Oftentimes the context of the information or the uniqueness of
information can give away the identity. If you use patient initials in
an e-mail to identify the individual to the recipient, how unique are
those initials? What if the patient's name is Xavier Xanadu -how many
individuals have the initials X. X.? If you see information about eight
siblings with the same birth date and location, you know it's about the
famous Octuplets, because that's the only set of eight you will find.
If information is not properly de-identified and released
inappropriately as a result, it can result in fines and corrective
action plans that can reach into the millions of dollars. The right
process needs to be followed to ensure that data that is shared is
shared appropriately, either as identifiable information, as a partially
de-identified Limited Data Set, or as properly de-identified
information.
This session will review guidance from the HHS Office for Civil Rights
(OCR) and from the National Institute of Standards and Technology (NIST)
about how to properly de-identify health information. The various needs
for de-identified information will be discussed and typical questions
covered in the guidance will be discussed, in order to provide a sound,
defensible basis for an organization's decisions and processes
surrounding de-identification of PHI.
Areas Covered in the Session
- De-identification and its Rationale
- The De-identification Standard
- Preparation for De-identification
- Guidance on Satisfying the Expert Determination Method
- Who is an expert, how do experts assess the risk of identification
of information, what are the approaches by which an expert assesses the
risk that health information can be identified, and what are the
approaches by which an expert mitigates the risk of identification of an
individual in health information
- Guidance on Satisfying the Safe Harbor Method
What are examples of dates that are not permitted according to the Safe
Harbor Method, what constitutes "any other unique identifying number,
characteristic, or code" with respect to the Safe Harbor method of the
Privacy Rule, and what is "actual knowledge that the remaining
information could be used either alone or in combination with other
information to identify an individual who is a subject of the
information.
Who Will Benefit
- Compliance Director
- CEO
- CFO
- Privacy Officer
- Security Officer
- Information Systems Manager
- HIPAA Officer
- Chief Information Officer
- Health Information Manager
- Healthcare Counsel/Lawyer
- Office Manager
- Health Care Researcher
Speaker Profile
Jim Sheldon-Dean is the founder and director of compliance services at Lewis Creek Systems, LLC, a Vermont-based consulting firm founded in 1982, providing information privacy and security regulatory compliance services to a wide variety of health care entities.

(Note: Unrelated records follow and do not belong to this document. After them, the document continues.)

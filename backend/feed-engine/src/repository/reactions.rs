use async_trait::async_trait;
use sqlx::PgPool;
use uuid::Uuid;

use super::{ReactionStore, ReactionToggle};
use crate::error::Result;

/// Postgres-backed reaction store
#[derive(Clone)]
pub struct PgReactionStore {
    pool: PgPool,
}

impl PgReactionStore {
    pub fn new(pool: PgPool) -> Self {
        Self { pool }
    }
}

#[async_trait]
impl ReactionStore for PgReactionStore {
    async fn toggle(&self, post_id: Uuid, user_id: Uuid, emoji: &str) -> Result<ReactionToggle> {
        // Delete-else-insert and the counter move in one statement, so
        // concurrent toggles for the same triple serialize inside Postgres
        // and a failure leaves the reaction row and the denormalized count
        // both untouched.
        let (added, reaction_count): (bool, i64) = sqlx::query_as(
            r#"
            WITH removed AS (
                DELETE FROM reactions
                WHERE post_id = $1 AND user_id = $2 AND emoji = $3
                RETURNING 1
            ),
            inserted AS (
                INSERT INTO reactions (post_id, user_id, emoji)
                SELECT $1, $2, $3
                WHERE NOT EXISTS (SELECT 1 FROM removed)
                RETURNING 1
            ),
            counted AS (
                UPDATE posts
                SET reaction_count = GREATEST(
                        reaction_count
                            + (SELECT count(*) FROM inserted)
                            - (SELECT count(*) FROM removed),
                        0)
                WHERE id = $1
                RETURNING reaction_count
            )
            SELECT EXISTS (SELECT 1 FROM inserted),
                   (SELECT reaction_count FROM counted)
            "#,
        )
        .bind(post_id)
        .bind(user_id)
        .bind(emoji)
        .fetch_one(&self.pool)
        .await?;

        Ok(ReactionToggle {
            added,
            reaction_count,
        })
    }

    async fn exists(&self, post_id: Uuid, user_id: Uuid, emoji: &str) -> Result<bool> {
        let exists: bool = sqlx::query_scalar(
            r#"
            SELECT EXISTS(
                SELECT 1 FROM reactions
                WHERE post_id = $1 AND user_id = $2 AND emoji = $3
            )
            "#,
        )
        .bind(post_id)
        .bind(user_id)
        .bind(emoji)
        .fetch_one(&self.pool)
        .await?;

        Ok(exists)
    }
}
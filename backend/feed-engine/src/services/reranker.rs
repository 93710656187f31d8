//! Optional external relevance scoring.
//!
//! The reranker is advisory: it reorders already-filtered, already-visible
//! candidates and is never a gate for inclusion. Any failure (timeout,
//! non-2xx, malformed shape) degrades the whole batch to the deterministic
//! engagement score; per-item invalid scores fall back individually.

use async_trait::async_trait;
use serde::Serialize;
use serde_json::Value;
use std::collections::HashMap;
use std::time::Duration;
use thiserror::Error;
use tracing::warn;
use uuid::Uuid;

use crate::config::RerankerConfig;
use crate::domain::{Post, ViewerContext};

/// Accepted score range for external scores
pub const SCORE_MIN: f64 = 1.0;
pub const SCORE_MAX: f64 = 100.0;

#[derive(Debug, Error)]
pub enum RerankError {
    #[error("Rerank service unreachable: {0}")]
    Unavailable(String),
    #[error("Rerank response malformed: {0}")]
    Malformed(String),
    #[error("Rerank disabled")]
    Disabled,
}

#[async_trait]
pub trait Reranker: Send + Sync {
    /// Score a bounded candidate batch. At most one call per page request;
    /// implementations must apply a hard timeout and never retry.
    async fn rerank(
        &self,
        ctx: &ViewerContext,
        candidates: &[Post],
    ) -> Result<HashMap<Uuid, f64>, RerankError>;
}

/// Reranker that always reports failure, forcing the deterministic
/// fallback path. Used when no endpoint is configured and in tests.
#[derive(Default)]
pub struct NoopReranker;

#[async_trait]
impl Reranker for NoopReranker {
    async fn rerank(
        &self,
        _ctx: &ViewerContext,
        _candidates: &[Post],
    ) -> Result<HashMap<Uuid, f64>, RerankError> {
        Err(RerankError::Disabled)
    }
}

#[derive(Serialize)]
struct RerankRequest<'a> {
    viewer_context: &'a ViewerContext,
    candidate_posts: Vec<CandidatePost<'a>>,
}

#[derive(Serialize)]
struct CandidatePost<'a> {
    post_id: Uuid,
    author_id: Uuid,
    caption: &'a str,
    created_at: chrono::DateTime<chrono::Utc>,
    reaction_count: i64,
}

/// HTTP client for the external relevance-scoring service
pub struct HttpReranker {
    client: reqwest::Client,
    endpoint: String,
}

impl HttpReranker {
    pub fn new(config: &RerankerConfig) -> Self {
        let client = reqwest::Client::builder()
            .timeout(Duration::from_millis(config.timeout_ms))
            .build()
            .unwrap_or_default();

        Self {
            client,
            endpoint: config.endpoint.clone(),
        }
    }
}

#[async_trait]
impl Reranker for HttpReranker {
    async fn rerank(
        &self,
        ctx: &ViewerContext,
        candidates: &[Post],
    ) -> Result<HashMap<Uuid, f64>, RerankError> {
        if self.endpoint.is_empty() {
            return Err(RerankError::Disabled);
        }

        let request = RerankRequest {
            viewer_context: ctx,
            candidate_posts: candidates
                .iter()
                .map(|p| CandidatePost {
                    post_id: p.id,
                    author_id: p.author_id,
                    caption: &p.caption,
                    created_at: p.created_at,
                    reaction_count: p.reaction_count,
                })
                .collect(),
        };

        let response = self
            .client
            .post(&self.endpoint)
            .json(&request)
            .send()
            .await
            .map_err(|e| RerankError::Unavailable(e.to_string()))?;

        if !response.status().is_success() {
            return Err(RerankError::Unavailable(format!(
                "status {}",
                response.status()
            )));
        }

        let body: Value = response
            .json()
            .await
            .map_err(|e| RerankError::Malformed(e.to_string()))?;

        parse_scores(&body)
    }
}

/// Validate the structured response: the shape must be
/// `{"scores": {"<post_id>": <number>}}` or the whole result is discarded.
/// Individually invalid entries (bad id, non-finite or out-of-range score)
/// are dropped so the caller falls back to baseline for those posts only.
pub fn parse_scores(body: &Value) -> Result<HashMap<Uuid, f64>, RerankError> {
    let scores = body
        .get("scores")
        .ok_or_else(|| RerankError::Malformed("missing scores field".to_string()))?
        .as_object()
        .ok_or_else(|| RerankError::Malformed("scores is not an object".to_string()))?;

    let mut parsed = HashMap::with_capacity(scores.len());
    for (key, value) in scores {
        let Ok(post_id) = Uuid::parse_str(key) else {
            warn!(key = %key, "discarding score with invalid post id");
            continue;
        };
        let Some(score) = value.as_f64() else {
            warn!(post = %post_id, "discarding non-numeric score");
            continue;
        };
        if !score.is_finite() || !(SCORE_MIN..=SCORE_MAX).contains(&score) {
            warn!(post = %post_id, score, "discarding out-of-range score");
            continue;
        }
        parsed.insert(post_id, score);
    }

    Ok(parsed)
}

#[cfg(test)]
mod tests {
    use super::*;
    use serde_json::json;

    #[test]
    fn test_parse_valid_scores() {
        let a = Uuid::new_v4();
        let b = Uuid::new_v4();
        let body = json!({ "scores": { a.to_string(): 72.5, b.to_string(): 1.0 } });

        let scores = parse_scores(&body).unwrap();
        assert_eq!(scores.len(), 2);
        assert_eq!(scores[&a], 72.5);
        assert_eq!(scores[&b], 1.0);
    }

    #[test]
    fn test_missing_scores_field_discards_whole_result() {
        let body = json!({ "rankings": {} });
        assert!(matches!(
            parse_scores(&body),
            Err(RerankError::Malformed(_))
        ));
    }

    #[test]
    fn test_scores_not_an_object_discards_whole_result() {
        let body = json!({ "scores": [1, 2, 3] });
        assert!(matches!(
            parse_scores(&body),
            Err(RerankError::Malformed(_))
        ));
    }

    #[test]
    fn test_invalid_entries_dropped_individually() {
        let good = Uuid::new_v4();
        let too_big = Uuid::new_v4();
        let too_small = Uuid::new_v4();
        let not_numeric = Uuid::new_v4();
        let body = json!({ "scores": {
            good.to_string(): 55.0,
            too_big.to_string(): 250.0,
            too_small.to_string(): 0.2,
            not_numeric.to_string(): "high",
            "not-a-uuid": 40.0,
        }});

        let scores = parse_scores(&body).unwrap();
        assert_eq!(scores.len(), 1);
        assert!(scores.contains_key(&good));
    }

    #[test]
    fn test_non_finite_scores_dropped() {
        let id = Uuid::new_v4();
        // JSON can't carry NaN/inf directly; a null exercises the same path
        let body = json!({ "scores": { id.to_string(): null } });
        let scores = parse_scores(&body).unwrap();
        assert!(scores.is_empty());
    }
}
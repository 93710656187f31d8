pub mod engagement;
pub mod feed;
pub mod moderation;
pub mod notifications;
pub mod publish;
pub mod reranker;
pub mod scoring;
pub mod view_tracker;
pub mod visibility;

pub use engagement::{build_comment_tree, CommentNode, EngagementService};
pub use feed::FeedService;
pub use moderation::{ImageClassifier, ModerationGate, ModerationMode, ModerationVerdict};
pub use notifications::{LogDispatcher, NotificationDispatcher, NotificationEvent};
pub use publish::PublishService;
pub use reranker::{HttpReranker, NoopReranker, Reranker};
pub use scoring::engagement_score;
pub use view_tracker::{SeenSet, ViewTracker};
pub use visibility::{VisibilityResolver, VisibilitySet};
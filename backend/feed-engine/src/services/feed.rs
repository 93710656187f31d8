//! Feed pager: the central orchestrator.
//!
//! A page request flows graph filter → candidate query → seen/unseen
//! classification → baseline scoring → optional AI rerank → page + cursor.
//! Re-ranking is a first-page-only experience optimization; subsequent
//! pages keep raw chronological order so forward progress is monotonic
//! and nothing already delivered re-surfaces.

use chrono::Utc;
use std::collections::HashMap;
use std::sync::Arc;
use tracing::{debug, warn};
use uuid::Uuid;

use crate::config::{FeedConfig, RerankerConfig};
use crate::domain::{FeedCursor, FeedMode, FeedPage, Post, ViewerContext};
use crate::error::{FeedError, Result};
use crate::repository::{PostStore, RelationshipStore, ViewStore};
use crate::services::reranker::Reranker;
use crate::services::scoring::{compare_scored, engagement_score};
use crate::services::view_tracker::ViewTracker;
use crate::services::visibility::{VisibilityResolver, VisibilitySet};

pub struct FeedService {
    visibility: VisibilityResolver,
    posts: Arc<dyn PostStore>,
    tracker: ViewTracker,
    reranker: Arc<dyn Reranker>,
    page_size: usize,
    seen_set_limit: usize,
    rerank_batch: usize,
}

impl FeedService {
    pub fn new(
        relationships: Arc<dyn RelationshipStore>,
        posts: Arc<dyn PostStore>,
        views: Arc<dyn ViewStore>,
        reranker: Arc<dyn Reranker>,
        feed: FeedConfig,
        rerank: &RerankerConfig,
    ) -> Self {
        Self {
            visibility: VisibilityResolver::new(relationships),
            tracker: ViewTracker::new(views, posts.clone()),
            posts,
            reranker,
            page_size: feed.page_size.max(1),
            seen_set_limit: feed.seen_set_limit,
            rerank_batch: rerank.batch_size.max(1),
        }
    }

    /// Deliver one page of the viewer's feed.
    ///
    /// `viewer = None` is anonymous browsing: allowed for the global feed
    /// (chronological candidates, baseline scoring, no personalization),
    /// rejected for the friends feed.
    pub async fn get_page(
        &self,
        viewer: Option<Uuid>,
        mode: FeedMode,
        cursor: Option<&str>,
    ) -> Result<FeedPage> {
        // Step 1: resolve visibility; a store failure is fatal for the
        // request, never downgraded to an empty friend set.
        let visibility = match viewer {
            Some(viewer_id) => self.visibility.resolve(viewer_id, mode).await?,
            None if mode == FeedMode::Global => VisibilityResolver::anonymous(),
            None => return Err(FeedError::NotAuthenticated),
        };

        let cursor = cursor.map(FeedCursor::decode).transpose()?;

        // Step 2: candidates ordered by created_at desc, one extra row to
        // detect whether another page exists.
        let mut items = self.fetch_candidates(&visibility, cursor).await?;

        // Step 3: boundary cursor from the chronological order, before any
        // first-page reordering.
        let next_cursor = if items.len() > self.page_size {
            items.truncate(self.page_size);
            items
                .last()
                .map(|boundary| FeedCursor::after(boundary.created_at, boundary.id).encode())
        } else {
            None
        };

        // Steps 4-5: rank the first page; keep later pages chronological.
        let items = if cursor.is_none() {
            self.rank_first_page(viewer, mode, items).await?
        } else {
            items
        };

        Ok(FeedPage { items, next_cursor })
    }

    /// Record a delivered post as seen; idempotent per (viewer, post).
    pub async fn mark_seen(&self, viewer_id: Uuid, post_id: Uuid) -> Result<()> {
        self.tracker.mark_seen(viewer_id, post_id).await
    }

    async fn fetch_candidates(
        &self,
        visibility: &VisibilitySet,
        cursor: Option<FeedCursor>,
    ) -> Result<Vec<Post>> {
        let included: Option<Vec<Uuid>> = visibility
            .included
            .as_ref()
            .map(|set| set.iter().copied().collect());
        let excluded: Vec<Uuid> = visibility.excluded.iter().copied().collect();

        self.posts
            .list_visible(included.as_deref(), &excluded, cursor, self.page_size + 1)
            .await
    }

    /// First-page ordering: unseen before seen, each sub-group by score
    /// descending with the deterministic tie-break. Scores come from the
    /// external reranker when it answers, else from the shared baseline.
    async fn rank_first_page(
        &self,
        viewer: Option<Uuid>,
        mode: FeedMode,
        items: Vec<Post>,
    ) -> Result<Vec<Post>> {
        let now = Utc::now();

        let Some(viewer_id) = viewer else {
            // Anonymous: single group, baseline only
            let mut scored: Vec<(Post, f64)> = items
                .into_iter()
                .map(|p| {
                    let score = engagement_score(&p, now);
                    (p, score)
                })
                .collect();
            scored.sort_by(compare_scored);
            return Ok(scored.into_iter().map(|(p, _)| p).collect());
        };

        let seen = self
            .tracker
            .load_seen_set(viewer_id, self.seen_set_limit)
            .await?;

        let (unseen, seen_items): (Vec<Post>, Vec<Post>) =
            items.into_iter().partition(|p| !seen.contains(p.id));

        let ai_scores = self.rerank_unseen(viewer_id, mode, &unseen, now).await;

        let mut ranked: Vec<(Post, f64)> = unseen
            .into_iter()
            .map(|p| {
                let score = ai_scores
                    .get(&p.id)
                    .copied()
                    .unwrap_or_else(|| engagement_score(&p, now));
                (p, score)
            })
            .collect();
        ranked.sort_by(compare_scored);

        let mut seen_scored: Vec<(Post, f64)> = seen_items
            .into_iter()
            .map(|p| {
                let score = engagement_score(&p, now);
                (p, score)
            })
            .collect();
        seen_scored.sort_by(compare_scored);

        ranked.extend(seen_scored);
        Ok(ranked.into_iter().map(|(p, _)| p).collect())
    }

    /// One bounded reranker call for the top unseen candidates. Advisory:
    /// every failure path returns an empty map so baseline scores apply to
    /// the entire batch, which keeps fallback ordering identical to the
    /// pure engagement scorer.
    async fn rerank_unseen(
        &self,
        viewer_id: Uuid,
        mode: FeedMode,
        unseen: &[Post],
        now: chrono::DateTime<chrono::Utc>,
    ) -> HashMap<Uuid, f64> {
        if unseen.is_empty() {
            return HashMap::new();
        }

        // Cap external call cost: top of the baseline order only
        let mut batch: Vec<(Post, f64)> = unseen
            .iter()
            .cloned()
            .map(|p| {
                let score = engagement_score(&p, now);
                (p, score)
            })
            .collect();
        batch.sort_by(compare_scored);
        let batch: Vec<Post> = batch
            .into_iter()
            .take(self.rerank_batch)
            .map(|(p, _)| p)
            .collect();

        let ctx = ViewerContext { viewer_id, mode };
        match self.reranker.rerank(&ctx, &batch).await {
            Ok(scores) => {
                debug!(
                    candidates = batch.len(),
                    scored = scores.len(),
                    "reranker answered"
                );
                scores
            }
            Err(e) => {
                warn!(error = %e, "reranker unavailable, using baseline scores");
                HashMap::new()
            }
        }
    }
}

Sheldon-Dean serves on the HIMSS Information Systems Security Workgroup, has co-chaired the Workgroup for Electronic Data Interchange Privacy and Security Workgroup, and is a recipient of the WEDI 2011 Award of Merit. He is a frequent speaker regarding HIPAA and information privacy and security compliance issues at seminars and conferences, including speaking engagements at numerous regional and national healthcare association conferences and conventions and the annual NIST/OCR HIPAA Security Conference in Washington, D.C.
Sheldon-Dean has more than 30 years of experience in policy analysis and implementation, business process analysis, information systems and software development. His experience includes leading the development of health care related Web sites; award-winning, best-selling commercial utility software; and mission-critical, fault-tolerant communications satellite control systems. In addition, he has eight years of experience doing hands-on medical work as a Vermont certified volunteer emergency medical technician. Sheldon-Dean received his B.S. degree, summa cum laude, from the University of Vermont and his master's degree from the Massachusetts Institute of Technology.